Great Way to Get a Good Night’s Sleep
When you have insomnia, your troubles don’t begin when you lay your head on your pillow, says Ramadevi Gourineni, MD, director of the insomnia program at Northwestern Memorial Hospital in Chicago. People who can’t sleep typically suffer from too much arousal—where their mind races and their body pumps out excess adrenaline—all day long. Gourineni wondered if relaxing the mind during the day might help chronic insomniacs sleep better later. So she and her colleagues taught a handful of insomniacs to meditate (by focusing intently on the parts of their body, on light and sound, and on their breath). They were instructed to practice this twice a day for about 15 minutes each time. After two months, the group was compared with another that learned about improving general health and lifestyle habits. Although both groups boosted their total sleep time, the meditators spent less time tossing and turning in the middle of the night.

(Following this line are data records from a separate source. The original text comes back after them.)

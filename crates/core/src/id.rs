//! Strongly-typed identifiers used across the console.

use core::str::FromStr;
use serde::{Deserialize, Serialize};
use uuid::Uuid;

use crate::error::DomainError;

/// Identifier of a tenant (multi-tenant boundary).
#[derive(Debug, Copy, Clone, PartialEq, Eq, PartialOrd, Ord, Hash, Serialize, Deserialize)]
#[serde(transparent)]
pub struct TenantId(Uuid);

/// Identifier of an organization inside a tenant.
#[derive(Debug, Copy, Clone, PartialEq, Eq, PartialOrd, Ord, Hash, Serialize, Deserialize)]
#[serde(transparent)]
pub struct OrganizationId(Uuid);

/// Identifier of a user (actor identity and token subject).
#[derive(Debug, Copy, Clone, PartialEq, Eq, PartialOrd, Ord, Hash, Serialize, Deserialize)]
#[serde(transparent)]
pub struct UserId(Uuid);

#[derive(Debug, Copy, Clone, PartialEq, Eq, PartialOrd, Ord, Hash, Serialize, Deserialize)]
#[serde(transparent)]
pub struct RoleId(Uuid);

#[derive(Debug, Copy, Clone, PartialEq, Eq, PartialOrd, Ord, Hash, Serialize, Deserialize)]
#[serde(transparent)]
pub struct PrivilegeId(Uuid);

#[derive(Debug, Copy, Clone, PartialEq, Eq, PartialOrd, Ord, Hash, Serialize, Deserialize)]
#[serde(transparent)]
pub struct LegalEntityId(Uuid);

macro_rules! impl_uuid_newtype {
    ($t:ty, $name:literal) => {
        impl $t {
            /// Create a new identifier.
            ///
            /// Uses UUIDv7 (time-ordered), so listings sorted by id follow
            /// creation order.
            pub fn new() -> Self {
                Self(Uuid::now_v7())
            }

            pub fn from_uuid(uuid: Uuid) -> Self {
                Self(uuid)
            }

            pub fn as_uuid(&self) -> &Uuid {
                &self.0
            }
        }

        impl Default for $t {
            fn default() -> Self {
                Self::new()
            }
        }

        impl core::fmt::Display for $t {
            fn fmt(&self, f: &mut core::fmt::Formatter<'_>) -> core::fmt::Result {
                core::fmt::Display::fmt(&self.0, f)
            }
        }

        impl From<Uuid> for $t {
            fn from(value: Uuid) -> Self {
                Self(value)
            }
        }

        impl From<$t> for Uuid {
            fn from(value: $t) -> Self {
                value.0
            }
        }

        impl FromStr for $t {
            type Err = DomainError;

            fn from_str(s: &str) -> Result<Self, Self::Err> {
                let uuid = Uuid::from_str(s)
                    .map_err(|e| DomainError::invalid_id(format!("{}: {}", $name, e)))?;
                Ok(Self(uuid))
            }
        }
    };
}

impl_uuid_newtype!(TenantId, "TenantId");
impl_uuid_newtype!(OrganizationId, "OrganizationId");
impl_uuid_newtype!(UserId, "UserId");
impl_uuid_newtype!(RoleId, "RoleId");
impl_uuid_newtype!(PrivilegeId, "PrivilegeId");
impl_uuid_newtype!(LegalEntityId, "LegalEntityId");

#[cfg(test)]
mod tests {
    use super::*;

    #[test]
    fn parses_its_own_display_form() {
        let id = TenantId::new();
        let parsed: TenantId = id.to_string().parse().unwrap();
        assert_eq!(parsed, id);
    }

    #[test]
    fn parse_error_names_the_id_type() {
        let err = "not-a-uuid".parse::<OrganizationId>().unwrap_err();
        assert!(err.to_string().contains("OrganizationId"));
    }

    #[test]
    fn serializes_as_a_bare_string() {
        let id = UserId::new();
        let json = serde_json::to_string(&id).unwrap();
        assert_eq!(json, format!("\"{id}\""));
    }
}
//! Entity traits: identity, plus the tenant boundary a record lives in.

use crate::TenantId;

/// A record with a stable identity across updates.
pub trait Entity {
    /// Strongly-typed identifier.
    type Id: Clone + Eq + core::hash::Hash + core::fmt::Debug;

    /// Human-readable kind, used in `NotFound` errors and log lines.
    const KIND: &'static str;

    fn id(&self) -> &Self::Id;
}

/// Marks records that belong to exactly one tenant.
///
/// Stores use this to refuse cross-tenant reads and writes.
pub trait TenantScoped {
    fn tenant_id(&self) -> TenantId;
}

Make it work: People in this study practiced a type of meditation known as “kriya yoga” (the kind featured in the classic Autobiography of a Yogi), but Gourineni believes that any regular relaxation process, including yoga, tai chi or deep relaxation, can unwind you enough to get those perfect zzzzs at night.
Quell Nausea the Asian Way
Nausea and vomiting after abdominal surgery are about the toughest types of queasiness to counter. Experts estimate that up to 70 percent of patients succumb after having an operation. Amazingly, something as simple as stimulating acupuncture points on the ear proved so effective that not a single woman undergoing major gallbladder surgery in an Iranian study threw up afterwards, and only 6 percent said they’d felt nauseated (compared with 66 percent and 74 percent, respectively, for a control group). In the study, needles were inserted during the surgery into acupuncture points on the ear, and were stimulated for two minutes at a time while the patients rested in the recovery room.
Make it work: If you get nauseated regularly for any reason, you might want to consult a trained acupuncturist. You can also try do-it-yourself acupressure when a more minor urge to upchuck strikes: place your index and middle fingers across your wrist at the base of the palm to find the point most used for nausea, known as P6. It’s located in the groove in the center between the two large tendons. Press on that point for a few minutes until the sensation passes.
Move Yourself to Calm
Everyone touts yoga as a great stress reducer, but does it work in women who are plagued with anxiety? Yes, found Iranian researchers. They gave 65 women an anxiety questionnaire, then had half of them take two 90-minute hatha yoga classes a week. After two months, anxiety levels were tested again. Before starting the yoga, 41 percent of the women said life had them feeling anxious, but after the classes the percentage was slashed in half. The researchers believe yoga makes you aware of the tension you’re holding in various parts of your body and teaches you how to release it.
Make it work: It’s easy to find a yoga classes in gyms and studios. If you prefer to downward dog in the privacy of your home, great DVDs include Rodney Yee’s “Yoga for Beginners” and Sara Ivanhoe’s beachfront workout, “Yoga on the Edge.”